### INSTRUCTIONS TO FOLLOW
Gather all lines with "delivered" from the records.

__________

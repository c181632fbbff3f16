use anyhow::{Context, Result};
use async_trait::async_trait;
use aws_sdk_lambda::{
    primitives::Blob,
    types::{FunctionCode, Runtime},
    Client,
};

use crate::store::{FunctionAdmin, FunctionSpec};

const INVOKE_STATEMENT_ID: &str = "s3invoke";
const INVOKE_ACTION: &str = "lambda:InvokeFunction";
const STORAGE_PRINCIPAL: &str = "s3.amazonaws.com";

#[derive(Clone)]
pub struct LambdaAdmin {
    client: Client,
}

impl LambdaAdmin {
    pub fn new(client: Client) -> Self {
        Self { client }
    }
}

#[async_trait]
impl FunctionAdmin for LambdaAdmin {
    async fn find_function(&self, name: &str) -> Result<Option<String>> {
        let mut marker: Option<String> = None;

        loop {
            let page = self
                .client
                .list_functions()
                .set_marker(marker.take())
                .send()
                .await
                .context("Failed to list functions")?;

            let found = page
                .functions()
                .iter()
                .find(|function| function.function_name() == Some(name));

            if let Some(function) = found {
                return Ok(function.function_arn().map(str::to_string));
            }

            match page.next_marker() {
                Some(next) => marker = Some(next.to_string()),
                None => return Ok(None),
            }
        }
    }

    async fn create_function(&self, spec: &FunctionSpec) -> Result<String> {
        tracing::debug!(
            "LAMBDA CREATE: function={}, runtime={}, size={} bytes",
            spec.name,
            spec.runtime,
            spec.code.len()
        );

        let output = self
            .client
            .create_function()
            .function_name(&spec.name)
            .description("CloudPhoto upload handler")
            .role(&spec.role_arn)
            .handler(&spec.handler)
            .runtime(Runtime::from(spec.runtime.as_str()))
            .memory_size(spec.memory_size)
            .timeout(spec.timeout_secs)
            .code(
                FunctionCode::builder()
                    .zip_file(Blob::new(spec.code.clone()))
                    .build(),
            )
            .send()
            .await
            .with_context(|| format!("Failed to create function {}", spec.name))?;

        let arn = output
            .function_arn()
            .with_context(|| format!("Function {} missing from create response", spec.name))?;
        Ok(arn.to_string())
    }

    async fn add_invoke_permission(&self, function: &str, source_bucket: &str) -> Result<()> {
        tracing::debug!(
            "LAMBDA ADD PERMISSION: function={}, source_bucket={}",
            function,
            source_bucket
        );

        self.client
            .add_permission()
            .function_name(function)
            .statement_id(INVOKE_STATEMENT_ID)
            .action(INVOKE_ACTION)
            .principal(STORAGE_PRINCIPAL)
            .source_arn(format!("arn:aws:s3:::{source_bucket}"))
            .send()
            .await
            .with_context(|| format!("Failed to grant {source_bucket} access to {function}"))?;
        Ok(())
    }
}
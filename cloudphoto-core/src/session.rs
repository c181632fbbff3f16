use anyhow::Result;

use crate::config::Config;
use crate::provision::iam::IamAdmin;
use crate::provision::lambda::LambdaAdmin;
use crate::s3::S3Store;

/// Service clients built once from a single SDK configuration.
#[derive(Clone)]
pub struct AwsSession {
    s3: aws_sdk_s3::Client,
    iam: aws_sdk_iam::Client,
    lambda: aws_sdk_lambda::Client,
    region: String,
}

impl AwsSession {
    pub async fn load(config: &Config) -> Result<Self> {
        let mut config_loader = aws_config::defaults(aws_config::BehaviorVersion::latest())
            .region(aws_config::Region::new(config.region.clone()));

        // Custom endpoint for MinIO/LocalStack/etc
        if let Some(endpoint_url) = &config.endpoint_url {
            config_loader = config_loader.endpoint_url(endpoint_url);
        }

        let sdk_config = config_loader.load().await;
        let mut s3_config_builder = aws_sdk_s3::config::Builder::from(&sdk_config);

        // S3-compatible services need path-style addressing
        if config.endpoint_url.is_some() {
            s3_config_builder = s3_config_builder.force_path_style(true);
        }

        tracing::debug!(
            "AWS session loaded: region={}, endpoint={:?}",
            config.region,
            config.endpoint_url
        );

        Ok(Self {
            s3: aws_sdk_s3::Client::from_conf(s3_config_builder.build()),
            iam: aws_sdk_iam::Client::new(&sdk_config),
            lambda: aws_sdk_lambda::Client::new(&sdk_config),
            region: config.region.clone(),
        })
    }

    /// Object store scoped to `bucket`; also serves bucket administration.
    pub fn store(&self, bucket: impl Into<String>) -> S3Store {
        S3Store::new(self.s3.clone(), bucket.into(), self.region.clone())
    }

    pub fn identity(&self) -> IamAdmin {
        IamAdmin::new(self.iam.clone())
    }

    pub fn functions(&self) -> LambdaAdmin {
        LambdaAdmin::new(self.lambda.clone())
    }
}
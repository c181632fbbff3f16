use std::collections::HashMap;

use crate::args::{Argument, CommandType};

/// One parsed input line: a verb plus the values of its recognized flags.
#[derive(Debug, Clone, PartialEq, Eq)]
pub struct Command {
    kind: CommandType,
    parameters: HashMap<Argument, String>,
}

impl Command {
    pub fn new(kind: CommandType) -> Self {
        Self {
            kind,
            parameters: HashMap::new(),
        }
    }

    /// Register a flag/value pair. Unrecognized flags are dropped.
    pub fn set_parameter(&mut self, flag: &str, value: impl Into<String>) {
        match Argument::lookup(flag) {
            Argument::Illegal => {
                tracing::debug!("Ignoring unrecognized flag: {}", flag);
            }
            argument => {
                self.parameters.insert(argument, value.into());
            }
        }
    }

    pub fn kind(&self) -> CommandType {
        self.kind
    }

    pub fn parameter(&self, argument: Argument) -> Option<&str> {
        self.parameters.get(&argument).map(String::as_str)
    }

    pub fn parameters(&self) -> &HashMap<Argument, String> {
        &self.parameters
    }
}
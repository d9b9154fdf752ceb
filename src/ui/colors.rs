//! Color palette for the dashboard
//!
//! Muted chrome colors plus the two hero endpoints the banner blends
//! between.

use ratatui::style::Color;

// Hero surface
/// Top of the hero gradient.
pub const HERO_TOP: Color = Color::Rgb(102, 126, 234);
/// Bottom of the hero gradient.
pub const HERO_BOTTOM: Color = Color::Rgb(118, 75, 162);
/// Flat banner fill when the gradient is off.
pub const HERO_FLAT: Color = Color::Rgb(50, 55, 80);

// Text
/// Primary text.
pub const TEXT_PRIMARY: Color = Color::Rgb(230, 230, 240);
/// Dimmed text.
pub const TEXT_DIM: Color = Color::Rgb(180, 185, 205);
/// Muted text (chrome, hints).
pub const TEXT_MUTED: Color = Color::Rgb(130, 135, 150);

// UI chrome
/// Pane borders.
pub const BORDER: Color = Color::Rgb(100, 110, 130);
/// Status bar background.
pub const SURFACE: Color = Color::Rgb(30, 32, 40);
/// Call-to-action chip background.
pub const CTA_BG: Color = Color::Rgb(240, 240, 250);
/// Call-to-action chip foreground.
pub const CTA_FG: Color = Color::Rgb(60, 55, 110);
/// Positive status message.
pub const STATUS_OK: Color = Color::Rgb(120, 180, 120);

/// Color at `step` of a `steps`-row vertical hero gradient.
///
/// The endpoints are exact: step 0 is [`HERO_TOP`] and the last step is
/// [`HERO_BOTTOM`].
#[must_use]
pub fn hero_gradient(step: u16, steps: u16) -> Color {
    const TOP: (u8, u8, u8) = (102, 126, 234);
    const BOTTOM: (u8, u8, u8) = (118, 75, 162);

    let span = i32::from(steps.saturating_sub(1).max(1));
    let step = i32::from(step).min(span);
    let lerp = |a: u8, b: u8| -> u8 {
        let v = i32::from(a) + (i32::from(b) - i32::from(a)) * step / span;
        u8::try_from(v.clamp(0, 255)).unwrap_or(u8::MAX)
    };

    Color::Rgb(
        lerp(TOP.0, BOTTOM.0),
        lerp(TOP.1, BOTTOM.1),
        lerp(TOP.2, BOTTOM.2),
    )
}
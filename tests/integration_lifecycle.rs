//! End-to-end tests for the banner/host contract
//!
//! Drives the component exactly the way the dashboard does: dispatch render
//! events on the bus, pump the component, observe the reported height.

mod common;

use common::{buffer_text, sample_args};
use marquee::banner::{OPEN_HEIGHT, RENDER_EVENT, View};
use marquee::host::{EventBus, SharedHeight};
use marquee::{App, Config, DisplayArgs};
use pretty_assertions::assert_eq;
use ratatui::Terminal;
use ratatui::backend::TestBackend;
use serde_json::json;

type TestResult = Result<(), Box<dyn std::error::Error>>;

fn mounted() -> (EventBus, View, SharedHeight) {
    let bus = EventBus::new();
    let height = SharedHeight::new();
    let view = View::mount(&bus, Box::new(height.clone()));
    (bus, view, height)
}

#[test]
fn scenario_announcement_without_subtitle() {
    let (bus, mut view, height) = mounted();

    bus.dispatch(
        RENDER_EVENT,
        &json!({ "args": { "title": "Introducing GPT-5", "subtitle": "", "gradient": true } }),
    );
    view.pump();

    assert_eq!(view.args().title, "Introducing GPT-5");
    assert!(!view.args().has_subtitle());
    assert_eq!(height.get(), OPEN_HEIGHT);
}

#[test]
fn scenario_title_and_subtitle() {
    let (bus, mut view, height) = mounted();

    bus.dispatch(RENDER_EVENT, &json!({ "args": { "title": "X", "subtitle": "Y" } }));
    view.pump();

    assert_eq!(view.args().title, "X");
    assert_eq!(view.args().subtitle, "Y");
    assert_eq!(height.get(), OPEN_HEIGHT);
}

#[test]
fn scenario_missing_detail_uses_defaults() {
    let (bus, mut view, height) = mounted();

    bus.dispatch(RENDER_EVENT, &json!({}));
    view.pump();

    assert_eq!(*view.args(), DisplayArgs::default());
    assert!(view.args().gradient);
    assert_eq!(height.get(), OPEN_HEIGHT);
}

#[test]
fn scenario_close_then_render_event_empties_everything() -> TestResult {
    let (bus, mut view, height) = mounted();
    bus.dispatch(RENDER_EVENT, &json!({ "args": sample_args() }));
    view.pump();

    view.close();
    bus.dispatch(RENDER_EVENT, &json!({ "args": sample_args() }));
    view.pump();

    assert_eq!(height.get(), 0);

    // A closed banner renders nothing at all.
    let backend = TestBackend::new(40, 8);
    let mut terminal = Terminal::new(backend)?;
    terminal.draw(|frame| {
        if let Some(widget) = view.widget() {
            widget.render(frame, frame.area());
        }
    })?;
    let text = buffer_text(terminal.backend().buffer());
    assert_eq!(text.trim(), "");
    Ok(())
}

#[test]
fn height_stays_constant_across_render_events_before_close() {
    let (bus, mut view, height) = mounted();

    for title in ["a", "b", "c"] {
        bus.dispatch(RENDER_EVENT, &json!({ "args": { "title": title } }));
        view.pump();
        assert_eq!(height.get(), OPEN_HEIGHT);
    }
}

#[test]
fn unmount_releases_the_render_listener() {
    let (bus, view, _height) = mounted();
    assert_eq!(bus.listener_count(RENDER_EVENT), 1);

    drop(view);

    assert_eq!(bus.listener_count(RENDER_EVENT), 0);
    assert_eq!(bus.dispatch(RENDER_EVENT, &json!({})), 0);
}

#[test]
fn render_events_do_not_leak_to_other_names() {
    let (bus, mut view, height) = mounted();
    let other = bus.subscribe("marquee:other");

    bus.dispatch("marquee:other", &json!({ "args": { "title": "X" } }));
    assert_eq!(view.pump(), 0);
    assert_eq!(height.get(), 0);
    assert!(other.try_next().is_some());
}

#[test]
fn dashboard_drives_the_full_contract() {
    let mut app = App::new(Config::default());

    // Mount: first render event reports the open height.
    app.dispatch_current();
    app.pump_banner();
    assert_eq!(app.height.get(), OPEN_HEIGHT);

    // User cycles presets; the height never changes while open.
    app.dispatch_next();
    app.pump_banner();
    assert_eq!(app.height.get(), OPEN_HEIGHT);
    assert_eq!(app.banner.args(), &app.config.presets[1]);

    // Close, then the next host dispatch frees the space.
    app.activate_close();
    assert_eq!(app.height.get(), OPEN_HEIGHT);
    app.dispatch_current();
    app.pump_banner();
    assert_eq!(app.height.get(), 0);
    assert_eq!(app.banner_rows(), 0);
}
//! Dashboard application state
//!
//! The host side of the banner contract: owns the event bus, the mounted
//! banner and the shared height cell, and turns user input into host
//! actions (dispatching render events, activating the close control).

mod event;

pub use event::{Event, Events};

use crate::banner::{self, DisplayArgs, View};
use crate::config::Config;
use crate::host::{EventBus, SharedHeight};
use crate::ui::BannerWidget;
use ratatui::layout::Rect;
use serde_json::json;
use tracing::debug;

/// Maximum number of activity lines retained.
const ACTIVITY_CAP: usize = 100;

/// Main application state
#[derive(Debug)]
pub struct App {
    /// Host configuration
    pub config: Config,

    /// Event bus shared between host and component
    pub bus: EventBus,

    /// The mounted banner
    pub banner: View,

    /// Cell the banner reports its height into
    pub height: SharedHeight,

    /// Recent host activity, newest last
    pub activity: Vec<String>,

    /// Whether the application should quit
    pub should_quit: bool,

    /// Index of the preset most recently dispatched
    preset: usize,
}

impl App {
    /// Create the dashboard and mount the banner on a fresh bus
    #[must_use]
    pub fn new(config: Config) -> Self {
        let bus = EventBus::new();
        let height = SharedHeight::new();
        let banner = View::mount(&bus, Box::new(height.clone()));
        Self {
            config,
            bus,
            banner,
            height,
            activity: Vec::new(),
            should_quit: false,
            preset: 0,
        }
    }

    /// Dispatch a render event carrying `args`
    pub fn dispatch_render(&mut self, args: &DisplayArgs) {
        let delivered = self
            .bus
            .dispatch(banner::RENDER_EVENT, &json!({ "args": args }));
        self.push_activity(format!(
            "render event \"{}\" -> {delivered} listener(s)",
            args.title
        ));
    }

    /// Re-dispatch the current preset (mount, resize)
    pub fn dispatch_current(&mut self) {
        let args = self.current_preset();
        self.dispatch_render(&args);
    }

    /// Advance to the next preset and dispatch it
    pub fn dispatch_next(&mut self) {
        if !self.config.presets.is_empty() {
            self.preset = (self.preset + 1) % self.config.presets.len();
        }
        self.dispatch_current();
    }

    /// Preset at the cursor, or defaults when the preset list is empty
    #[must_use]
    pub fn current_preset(&self) -> DisplayArgs {
        self.config
            .presets
            .get(self.preset)
            .cloned()
            .unwrap_or_default()
    }

    /// Let the banner process pending render events
    pub fn pump_banner(&mut self) {
        let processed = self.banner.pump();
        if processed > 0 {
            self.push_activity(format!("banner reported {}px", self.height.get()));
        }
    }

    /// Activate the banner's close control
    pub fn activate_close(&mut self) {
        if !self.banner.is_closed() {
            self.push_activity("close activated".to_string());
        }
        self.banner.close();
    }

    /// Handle a left click at terminal coordinates.
    ///
    /// Closing is the only clickable affordance: a hit inside the close
    /// control of the banner laid out at `banner_area`.
    pub fn click(&mut self, x: u16, y: u16, banner_area: Rect) {
        if self.banner.is_closed() {
            return;
        }
        if rect_contains(BannerWidget::close_rect(banner_area), x, y) {
            self.activate_close();
        }
    }

    /// Rows the banner currently occupies, from the last reported height
    #[must_use]
    pub fn banner_rows(&self) -> u16 {
        self.config.rows_for(self.height.get())
    }

    fn push_activity(&mut self, line: String) {
        debug!(%line, "host activity");
        self.activity.push(line);
        if self.activity.len() > ACTIVITY_CAP {
            let overflow = self.activity.len() - ACTIVITY_CAP;
            self.activity.drain(..overflow);
        }
    }
}

fn rect_contains(area: Rect, x: u16, y: u16) -> bool {
    x >= area.x
        && x < area.x.saturating_add(area.width)
        && y >= area.y
        && y < area.y.saturating_add(area.height)
}
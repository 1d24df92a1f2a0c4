//! Revealed-word pattern
//!
//! A pattern is the puzzle word as the game announces it: revealed letters in
//! place, unrevealed positions rendered with a placeholder glyph. Blanks are a
//! separate [`Slot`] variant, so they can never collide with a real letter.

use std::fmt;

/// Placeholder glyph the game uses for unrevealed positions (U+2423)
pub const BLANK_GLYPH: char = '␣';

/// Lowercase a single character, keeping it unchanged if it has no
/// single-character lowercase form.
#[inline]
#[must_use]
pub fn fold_case(c: char) -> char {
    let mut lower = c.to_lowercase();
    match (lower.next(), lower.next()) {
        (Some(l), None) => l,
        _ => c,
    }
}

/// One position of a pattern
#[derive(Debug, Clone, Copy, PartialEq, Eq, Hash)]
pub enum Slot {
    /// Not yet revealed
    Blank,
    /// Revealed literal character (lowercase)
    Letter(char),
}

/// Ordered sequence of revealed letters and blanks
#[derive(Debug, Clone, PartialEq, Eq, Hash)]
pub struct RoundPattern {
    slots: Vec<Slot>,
}

impl RoundPattern {
    /// Parse a pattern, treating every `blank` glyph as an unrevealed slot
    ///
    /// Every other character is a literal, lowercased. Spaces and punctuation
    /// in multi-word puzzles stay literal too.
    ///
    /// # Examples
    /// ```
    /// use hangtite::core::{RoundPattern, Slot, BLANK_GLYPH};
    ///
    /// let pattern = RoundPattern::parse("␣A␣␣E", BLANK_GLYPH);
    /// assert_eq!(pattern.len(), 5);
    /// assert_eq!(pattern.slots()[1], Slot::Letter('a'));
    /// assert_eq!(pattern.to_string(), "_a__e");
    /// ```
    #[must_use]
    pub fn parse(text: &str, blank: char) -> Self {
        let slots = text
            .chars()
            .map(|c| {
                if c == blank {
                    Slot::Blank
                } else {
                    Slot::Letter(fold_case(c))
                }
            })
            .collect();
        Self { slots }
    }

    #[inline]
    #[must_use]
    pub fn slots(&self) -> &[Slot] {
        &self.slots
    }

    /// Word length in characters
    #[inline]
    #[must_use]
    pub fn len(&self) -> usize {
        self.slots.len()
    }

    #[inline]
    #[must_use]
    pub fn is_empty(&self) -> bool {
        self.slots.is_empty()
    }

    /// Revealed letters in position order (duplicates included)
    pub fn revealed(&self) -> impl Iterator<Item = char> + '_ {
        self.slots.iter().filter_map(|slot| match slot {
            Slot::Letter(c) => Some(*c),
            Slot::Blank => None,
        })
    }

    /// Check if a letter is already revealed somewhere in the pattern
    #[must_use]
    pub fn is_revealed(&self, letter: char) -> bool {
        let letter = fold_case(letter);
        self.revealed().any(|c| c == letter)
    }

    #[must_use]
    pub fn blank_count(&self) -> usize {
        self.slots.iter().filter(|s| matches!(s, Slot::Blank)).count()
    }

    /// Check a word against the revealed positions only
    ///
    /// Blanks accept any character. This is the coarse positional test a
    /// store can apply while scanning; exclusion of missed letters happens in
    /// the refinement filter.
    #[must_use]
    pub fn fits(&self, word: &str) -> bool {
        let mut chars = word.chars();
        for slot in &self.slots {
            match (slot, chars.next()) {
                (_, None) => return false,
                (Slot::Letter(expected), Some(actual)) if *expected != fold_case(actual) => {
                    return false;
                }
                _ => {}
            }
        }
        chars.next().is_none()
    }
}

impl fmt::Display for RoundPattern {
    fn fmt(&self, f: &mut fmt::Formatter<'_>) -> fmt::Result {
        for slot in &self.slots {
            match slot {
                Slot::Blank => f.write_str("_")?,
                Slot::Letter(c) => write!(f, "{c}")?,
            }
        }
        Ok(())
    }
}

__________

### RESULT OF THE TASK
        let delivered = self
            "render event \"{}\" -> {delivered} listener(s)",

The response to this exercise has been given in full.